L’Histoire slavo-bulgare enjoint aux Bulgares de ne pas avoir honte d’être bulgares, d’être fiers de leurs origines et de chérir leur langue et leur Histoire. Est-ce pour autant un texte universel ? Sans doute, la pertinence d’un tel message n’étant pas tributaire de la nation à laquelle on s’adresse. Les Bulgares aiment à penser qu’il y aurait un certain atavisme proprement bulgare, une véritable malédiction qui se serait abattue sur eux. Mais c’est une perception biaisée de la réalité, car de nombreuses autres nations connaissent des comportements et complexes analogues. De plus, dénoncer un comportement de façon acharnée produit souvent des conséquences inattendues et est de ce fait à proscrire. Ce sont souvent les voleurs qui crient au voleur. Ce sont souvent les nationalistes qui prétendent que le nationalisme est inexistant chez eux.
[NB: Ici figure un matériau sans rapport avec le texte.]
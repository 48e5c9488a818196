use log::trace;

use crate::board::Board;
use crate::piece::same_color;
use crate::square::Square;

/// Reports whether a bishop standing on `origin` could reach `target`
/// given the current occupancy.
///
/// Answers the line-of-sight question only: it does not check that a
/// bishop (or anything at all) actually stands on `origin`, and it never
/// errors. Callers confirm the occupant before trusting the verdict.
pub fn bishop_can_move(board: &Board, origin: Square, target: Square) -> bool {
    if !origin.on_same_diagonal(target) {
        trace!("{} and {} share no diagonal", origin, target);
        return false;
    }

    if same_color(
        board.piece_at(origin).copied(),
        board.piece_at(target).copied(),
    ) {
        trace!("{} and {} hold same-colored occupants", origin, target);
        return false;
    }

    // Walk all four diagonals outward from the origin. Any occupied
    // square short of the target blocks the move, even on a diagonal
    // that cannot contain the target.
    // TODO: walk only the diagonal that actually points at the target.
    let directions: [fn(Square) -> Option<Square>; 4] = [
        Square::up_right,
        Square::down_right,
        Square::down_left,
        Square::up_left,
    ];

    for step in directions {
        let mut current = step(origin);
        while let Some(square) = current {
            if !board.is_empty(square) && square != target {
                trace!("{} -> {} blocked at {}", origin, target, square);
                return false;
            }
            current = step(square);
        }
    }

    true
}

#[cfg(test)]
mod tests {
    use super::*;
    use crate::piece::{Color, Piece, PieceType};

    fn square(notation: &str) -> Square {
        Square::from_algebraic(notation).unwrap()
    }

    fn board_with(occupants: &[(&str, PieceType, Color)]) -> Board {
        let mut board = Board::new();
        for &(notation, piece_type, color) in occupants {
            board
                .place(Piece::new(piece_type, color), square(notation))
                .unwrap();
        }
        board
    }

    #[test]
    fn capture_along_a_clear_diagonal_is_legal() {
        let board = board_with(&[
            ("d4", PieceType::Bishop, Color::White),
            ("g7", PieceType::Rook, Color::Black),
        ]);

        assert!(bishop_can_move(&board, square("d4"), square("g7")));
    }

    #[test]
    fn move_onto_an_empty_square_is_legal() {
        let board = board_with(&[("d4", PieceType::Bishop, Color::White)]);

        assert!(bishop_can_move(&board, square("d4"), square("g7")));
        assert!(bishop_can_move(&board, square("d4"), square("a1")));
    }

    #[test]
    fn same_colored_target_is_rejected() {
        let board = board_with(&[
            ("d4", PieceType::Bishop, Color::White),
            ("g7", PieceType::Rook, Color::White),
        ]);

        assert!(!bishop_can_move(&board, square("d4"), square("g7")));
    }

    #[test]
    fn blocked_diagonal_is_rejected() {
        let board = board_with(&[
            ("d4", PieceType::Bishop, Color::White),
            ("f6", PieceType::Knight, Color::White),
            ("g7", PieceType::Rook, Color::Black),
        ]);

        assert!(!bishop_can_move(&board, square("d4"), square("g7")));
    }

    #[test]
    fn off_diagonal_target_is_rejected() {
        let board = board_with(&[
            ("d4", PieceType::Bishop, Color::White),
            ("d7", PieceType::Rook, Color::Black),
        ]);

        assert!(!bishop_can_move(&board, square("d4"), square("d7")));
    }

    // The scan walks every diagonal, so a blocker on a diagonal that
    // cannot contain the target still rejects the move.
    #[test]
    fn blocker_on_another_diagonal_rejects() {
        let board = board_with(&[
            ("d4", PieceType::Bishop, Color::White),
            ("b2", PieceType::Pawn, Color::White),
            ("g7", PieceType::Rook, Color::Black),
        ]);

        assert!(!bishop_can_move(&board, square("d4"), square("g7")));
    }

    // origin == target compares the occupant with itself, which the
    // color gate always rejects.
    #[test]
    fn staying_put_is_rejected() {
        let board = board_with(&[("d4", PieceType::Bishop, Color::White)]);

        assert!(!bishop_can_move(&board, square("d4"), square("d4")));
    }

    #[test]
    fn query_between_two_empty_squares_is_rejected() {
        let board = Board::new();

        assert!(!bishop_can_move(&board, square("d4"), square("g7")));
    }

    #[test]
    fn capture_is_legal_from_either_side() {
        let board = board_with(&[
            ("d4", PieceType::Bishop, Color::Black),
            ("g7", PieceType::Rook, Color::White),
        ]);

        assert!(bishop_can_move(&board, square("d4"), square("g7")));
        assert!(bishop_can_move(&board, square("g7"), square("d4")));
    }
}
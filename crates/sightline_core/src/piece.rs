use crate::error::Error;

#[derive(Debug, Clone, Copy, PartialEq, Eq, Hash)]
pub enum Color {
    White,
    Black,
}

#[derive(Debug, Clone, Copy, PartialEq, Eq, Hash)]
pub enum PieceType {
    King,
    Queen,
    Rook,
    Bishop,
    Knight,
    Pawn,
}

#[derive(Debug, Clone, Copy, PartialEq, Eq, Hash)]
pub struct Piece {
    pub piece_type: PieceType,
    pub color: Color,
}

impl Piece {
    pub fn new(piece_type: PieceType, color: Color) -> Self {
        Self { piece_type, color }
    }

    /// Single-letter display glyph: uppercase for white, lowercase for black.
    pub fn glyph(self) -> char {
        let glyph = match self.piece_type {
            PieceType::King => 'k',
            PieceType::Queen => 'q',
            PieceType::Rook => 'r',
            PieceType::Bishop => 'b',
            PieceType::Knight => 'n',
            PieceType::Pawn => 'p',
        };

        match self.color {
            Color::White => glyph.to_ascii_uppercase(),
            Color::Black => glyph,
        }
    }

    pub fn from_glyph(glyph: char) -> Option<Self> {
        let piece_type = match glyph.to_ascii_lowercase() {
            'k' => PieceType::King,
            'q' => PieceType::Queen,
            'r' => PieceType::Rook,
            'b' => PieceType::Bishop,
            'n' => PieceType::Knight,
            'p' => PieceType::Pawn,
            _ => return None,
        };

        let color = if glyph.is_ascii_uppercase() {
            Color::White
        } else {
            Color::Black
        };

        Some(Self { piece_type, color })
    }
}

// Linear piece identifiers: white king = 1 through black pawn = 12.
impl TryFrom<u8> for Piece {
    type Error = Error;

    fn try_from(value: u8) -> Result<Self, Error> {
        let color = match value {
            1..=6 => Color::White,
            7..=12 => Color::Black,
            _ => return Err(Error::InvalidPiece(value)),
        };

        let piece_type = match (value - 1) % 6 {
            0 => PieceType::King,
            1 => PieceType::Queen,
            2 => PieceType::Rook,
            3 => PieceType::Bishop,
            4 => PieceType::Knight,
            _ => PieceType::Pawn,
        };

        Ok(Self { piece_type, color })
    }
}

/// Whether two occupants share a color. Two empty squares count as
/// sharing one, so a query between two empty squares reports a match.
pub fn same_color(a: Option<Piece>, b: Option<Piece>) -> bool {
    a.map(|piece| piece.color) == b.map(|piece| piece.color)
}
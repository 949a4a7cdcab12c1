use std::path::PathBuf;
use std::sync::{mpsc, Arc};

use chrono::Utc;
use panel_core::{Effect, Msg, RunConfig};
use panel_engine::{
    EngineConfig, EngineError, EventBus, NoticeSink, ProcessEngine, RunCoordinator, RunNotice,
};
use panel_logging::panel_warn;

use super::persistence::RonConfigStore;

/// Executes core effects against the coordinator and feeds every outcome
/// back into the dispatch channel as a message.
pub(crate) struct EffectRunner {
    coordinator: RunCoordinator<RonConfigStore, ProcessEngine>,
    msg_tx: mpsc::Sender<Msg>,
}

impl EffectRunner {
    pub(crate) fn new(config_dir: PathBuf, engine_bin: PathBuf, msg_tx: mpsc::Sender<Msg>) -> Self {
        let bus = EventBus::new();
        let sink: NoticeSink = {
            let tx = msg_tx.clone();
            Arc::new(move |notice| {
                let _ = tx.send(map_notice(notice));
            })
        };
        let store = RonConfigStore::new(config_dir);
        let engine = ProcessEngine::new(engine_bin, Arc::clone(&bus));
        let coordinator = RunCoordinator::new(store, engine, bus, sink);
        Self {
            coordinator,
            msg_tx,
        }
    }

    /// Reads the stored record for the initial form, defaults when absent.
    pub(crate) fn load_config(&self) -> RunConfig {
        match self.coordinator.load_configuration() {
            Ok(Some(stored)) => panel_config(stored),
            Ok(None) => RunConfig::default(),
            Err(err) => {
                panel_warn!("configuration store unavailable: {err}");
                RunConfig::default()
            }
        }
    }

    /// Called when the terminal event has been dispatched, so the run's
    /// remaining listeners are released before any new launch.
    pub(crate) fn finish_session(&mut self) {
        self.coordinator.finish_run();
    }

    pub(crate) fn enqueue(&mut self, effects: Vec<Effect>) {
        for effect in effects {
            let outcome = match effect {
                Effect::PersistConfig(config) => {
                    match self.coordinator.save_configuration(&engine_config(&config)) {
                        Ok(()) => Msg::ConfigSaved,
                        Err(err) => Msg::ConfigSaveFailed(err.to_string()),
                    }
                }
                Effect::StartRun(config) => {
                    match self.coordinator.start_run(&engine_config(&config)) {
                        Ok(at) => Msg::RunLaunched { at },
                        // Aborted before the run command; nothing launched.
                        Err(EngineError::Persistence(reason)) => Msg::ConfigSaveFailed(reason),
                        Err(err) => Msg::RunRejected(err.to_string()),
                    }
                }
                Effect::StopRun => match self.coordinator.stop_run() {
                    Ok(at) => Msg::RunStopped { at },
                    Err(err) => Msg::StopFailed(err.to_string()),
                },
            };
            let _ = self.msg_tx.send(outcome);
        }
    }
}

fn map_notice(notice: RunNotice) -> Msg {
    match notice {
        RunNotice::Sized(total) => Msg::RunSized { total },
        RunNotice::Progressed => Msg::JobCompleted,
        RunNotice::Finished => Msg::RunFinished { at: Utc::now() },
        RunNotice::ErrorReported(message) => Msg::EngineErrorReported(message),
    }
}

fn engine_config(config: &RunConfig) -> EngineConfig {
    EngineConfig {
        browser_path: config.browser_path.clone(),
        user_data_dir: config
            .user_data_dir
            .clone()
            .unwrap_or_else(|| EngineConfig::default().user_data_dir),
        headless: config.headless,
        wait_for_navigation: config.wait_for_navigation_secs,
        max_retries: config.max_retries,
        tab_count: config.tab_count,
    }
}

fn panel_config(config: EngineConfig) -> RunConfig {
    RunConfig {
        browser_path: config.browser_path,
        user_data_dir: Some(config.user_data_dir),
        headless: config.headless,
        wait_for_navigation_secs: config.wait_for_navigation,
        max_retries: config.max_retries,
        tab_count: config.tab_count,
    }
}
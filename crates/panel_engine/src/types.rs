use serde::{Deserialize, Serialize};
use thiserror::Error;

#[cfg(target_os = "windows")]
fn default_user_data_dir() -> String {
    format!(
        r#"{}\AppData\Local\Google\Chrome\User Data"#,
        std::env::var("USERPROFILE").unwrap_or_default()
    )
}

#[cfg(not(target_os = "windows"))]
fn default_user_data_dir() -> String {
    "~/.chromium".to_string()
}

const fn default_wait_for_navigation() -> u64 {
    5
}

const fn default_max_retries() -> u32 {
    3
}

const fn default_tab_count() -> u32 {
    5
}

/// Wire-level configuration record, the shape the engine and the store see.
///
/// Field names are camelCase on the wire for compatibility with the engine's
/// own config parser.
#[derive(Debug, Clone, PartialEq, Eq, Serialize, Deserialize)]
#[serde(rename_all = "camelCase")]
pub struct EngineConfig {
    pub browser_path: Option<String>,

    #[serde(default = "default_user_data_dir")]
    pub user_data_dir: String,

    #[serde(default)]
    pub headless: bool,

    #[serde(default = "default_wait_for_navigation")]
    pub wait_for_navigation: u64,

    #[serde(default = "default_max_retries")]
    pub max_retries: u32,

    #[serde(default = "default_tab_count")]
    pub tab_count: u32,
}

impl Default for EngineConfig {
    fn default() -> Self {
        Self {
            browser_path: None,
            user_data_dir: default_user_data_dir(),
            headless: false,
            wait_for_navigation: default_wait_for_navigation(),
            max_retries: default_max_retries(),
            tab_count: default_tab_count(),
        }
    }
}

/// One event from the engine's outbound stream.
#[derive(Debug, Clone, PartialEq, Eq)]
pub enum EngineEvent {
    /// One-shot per run: the total job count for the run just started.
    TotalJobs(u64),
    /// Repeating per run: one job finished. Any payload is ignored.
    JobComplete,
    /// One-shot per run, terminal: the run finished on its own.
    RunCompleted,
    /// May arrive at any time; surfaced to the operator, nothing more.
    EngineError(String),
}

/// Bus topic key, one per event variant.
#[derive(Debug, Clone, Copy, PartialEq, Eq, Hash)]
pub enum EventKind {
    TotalJobs,
    JobComplete,
    RunCompleted,
    EngineError,
}

impl EngineEvent {
    pub fn kind(&self) -> EventKind {
        match self {
            EngineEvent::TotalJobs(_) => EventKind::TotalJobs,
            EngineEvent::JobComplete => EventKind::JobComplete,
            EngineEvent::RunCompleted => EventKind::RunCompleted,
            EngineEvent::EngineError(_) => EventKind::EngineError,
        }
    }
}

/// Failures at the engine/store boundary, matching what the operator sees.
#[derive(Debug, Error)]
pub enum EngineError {
    /// The configuration record could not be saved; no run was started.
    #[error("configuration could not be persisted: {0}")]
    Persistence(String),
    /// The engine rejected or failed the run command.
    #[error("engine rejected the run command: {0}")]
    Launch(String),
    /// The engine did not acknowledge the stop command; the run may still
    /// be live.
    #[error("engine did not acknowledge stop: {0}")]
    Stop(String),
    /// A line on the event stream did not parse.
    #[error("malformed engine event: {0}")]
    Protocol(String),
}
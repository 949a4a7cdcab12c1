use crate::RunConfig;

/// Side effects requested by [`crate::update`]; executed by the platform layer.
#[derive(Debug, Clone, PartialEq, Eq)]
pub enum Effect {
    /// Persist the configuration record to the store.
    PersistConfig(RunConfig),
    /// Persist the configuration, then issue the run command to the engine.
    StartRun(RunConfig),
    /// Issue the stop command to the engine.
    StopRun,
}
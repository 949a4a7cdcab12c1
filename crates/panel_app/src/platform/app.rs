use std::io::BufRead;
use std::path::PathBuf;
use std::sync::atomic::{AtomicBool, Ordering};
use std::sync::{mpsc, Arc, Mutex};
use std::thread;

use chrono::TimeDelta;
use panel_core::{update, Msg, NoticeLevel, PanelState, PanelViewModel, RunConfig, RunStatus};
use panel_logging::panel_info;

use super::effects::EffectRunner;
use super::logging::{self, LogDestination};

pub fn run_app() -> anyhow::Result<()> {
    logging::initialize(LogDestination::File);

    let (msg_tx, msg_rx) = mpsc::channel::<Msg>();
    let shared_state = Arc::new(Mutex::new(PanelState::new()));
    let quit = Arc::new(AtomicBool::new(false));

    let config_dir = std::env::current_dir()?;
    let engine_bin = std::env::var_os("PAGEVIEW_ENGINE")
        .map(PathBuf::from)
        .unwrap_or_else(|| PathBuf::from("pageview-engine"));
    panel_info!("engine binary: {}", engine_bin.display());

    let mut runner = EffectRunner::new(config_dir, engine_bin, msg_tx.clone());

    // Seed the form with the stored record before the operator acts.
    let _ = msg_tx.send(Msg::ConfigLoaded(runner.load_config()));

    spawn_input_thread(
        msg_tx.clone(),
        Arc::clone(&shared_state),
        Arc::clone(&quit),
    );
    println!("pageview panel ready; commands: run, stop, save, status, set <field> <value>, quit");

    // Single dispatch thread: every mutation of the run state happens here,
    // so engine events and operator intents cannot interleave.
    while let Ok(msg) = msg_rx.recv() {
        if quit.load(Ordering::SeqCst) {
            break;
        }
        // The terminal event ends the subscription session before anything
        // else runs; a new launch always starts clean.
        if matches!(msg, Msg::RunFinished { .. }) {
            runner.finish_session();
        }

        let maybe_view = {
            let mut guard = shared_state.lock().expect("lock panel state");
            let state = std::mem::take(&mut *guard);
            let (state, effects) = update(state, msg);
            *guard = state;
            drop(guard);

            runner.enqueue(effects);

            let mut guard = shared_state.lock().expect("lock panel state");
            if guard.consume_dirty() {
                Some(guard.view())
            } else {
                None
            }
        };

        if let Some(view) = maybe_view {
            render(&view);
        }
    }

    panel_info!("panel shutting down");
    Ok(())
}

fn spawn_input_thread(
    msg_tx: mpsc::Sender<Msg>,
    shared_state: Arc<Mutex<PanelState>>,
    quit: Arc<AtomicBool>,
) {
    thread::spawn(move || {
        let stdin = std::io::stdin();
        for line in stdin.lock().lines() {
            let Ok(line) = line else { break };
            let line = line.trim();
            if line.is_empty() {
                continue;
            }
            match line {
                "quit" | "exit" => {
                    quit.store(true, Ordering::SeqCst);
                    // Wake the dispatch loop so it observes the flag.
                    let _ = msg_tx.send(Msg::Tick);
                    return;
                }
                "status" => {
                    let view = shared_state.lock().expect("lock panel state").view();
                    render(&view);
                }
                other => {
                    let current = shared_state
                        .lock()
                        .expect("lock panel state")
                        .config()
                        .clone();
                    match parse_command(other, &current) {
                        Ok(msg) => {
                            if msg_tx.send(msg).is_err() {
                                return;
                            }
                        }
                        Err(reason) => println!("{reason}"),
                    }
                }
            }
        }
        quit.store(true, Ordering::SeqCst);
        let _ = msg_tx.send(Msg::Tick);
    });
}

fn parse_command(line: &str, current: &RunConfig) -> Result<Msg, String> {
    let mut parts = line.split_whitespace();
    match parts.next() {
        Some("run" | "start") => Ok(Msg::RunClicked),
        Some("stop") => Ok(Msg::StopClicked),
        Some("save") => Ok(Msg::SaveClicked),
        Some("set") => {
            let field = parts.next().ok_or("usage: set <field> <value>")?;
            let value = parts.next().ok_or("usage: set <field> <value>")?;
            let config = apply_field(current.clone(), field, value)?;
            Ok(Msg::ConfigEdited(config))
        }
        _ => Err(format!("unknown command: {line}")),
    }
}

fn apply_field(mut config: RunConfig, field: &str, value: &str) -> Result<RunConfig, String> {
    match field {
        "browser_path" => config.browser_path = Some(value.to_string()),
        "user_data_dir" => config.user_data_dir = Some(value.to_string()),
        "headless" => {
            config.headless = value
                .parse()
                .map_err(|_| format!("headless expects true or false, got {value}"))?;
        }
        "wait" => {
            config.wait_for_navigation_secs = value
                .parse()
                .map_err(|_| format!("wait expects seconds, got {value}"))?;
        }
        "retries" => {
            config.max_retries = value
                .parse()
                .map_err(|_| format!("retries expects a number, got {value}"))?;
        }
        "tabs" => {
            config.tab_count = value
                .parse()
                .map_err(|_| format!("tabs expects a number, got {value}"))?;
        }
        other => return Err(format!("unknown field: {other}")),
    }
    Ok(config)
}

fn render(view: &PanelViewModel) {
    let status = match view.status {
        RunStatus::Idle => "idle",
        RunStatus::Running => "running",
        RunStatus::Completed => "completed",
        RunStatus::Stopped => "stopped",
    };
    match view.status {
        RunStatus::Running => {
            println!(
                "[{status}] {}/{} jobs ({}%)",
                view.completed_jobs, view.total_jobs, view.progress_percentage
            );
        }
        RunStatus::Completed | RunStatus::Stopped => {
            let elapsed = view
                .elapsed
                .map(format_elapsed)
                .unwrap_or_else(|| "unknown".to_string());
            println!(
                "[{status}] {}/{} jobs ({}%) in {elapsed}",
                view.completed_jobs, view.total_jobs, view.progress_percentage
            );
        }
        RunStatus::Idle => println!("[{status}]"),
    }
    if let Some(notice) = &view.last_notice {
        let tag = match notice.level {
            NoticeLevel::Info => "info",
            NoticeLevel::Success => "ok",
            NoticeLevel::Error => "error",
        };
        println!("  [{tag}] {}", notice.text);
    }
}

fn format_elapsed(elapsed: TimeDelta) -> String {
    let secs = elapsed.num_seconds().max(0);
    if secs >= 60 {
        format!("{}m {}s", secs / 60, secs % 60)
    } else {
        format!("{secs}s")
    }
}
On peut ne pas aimer ses conationaux tout en étant nationaliste. C’est même très répandu dans les Balkans et ailleurs : le discours alarmiste sur la perte des repères nationaux est souvent produit non pas par ceux qui s’efforcent de préserver le patrimoine culturel, mais bien par ceux ont un projet politique adossé à celui-ci, qu’ils instrumentalisent pour parvenir à leurs propres fins.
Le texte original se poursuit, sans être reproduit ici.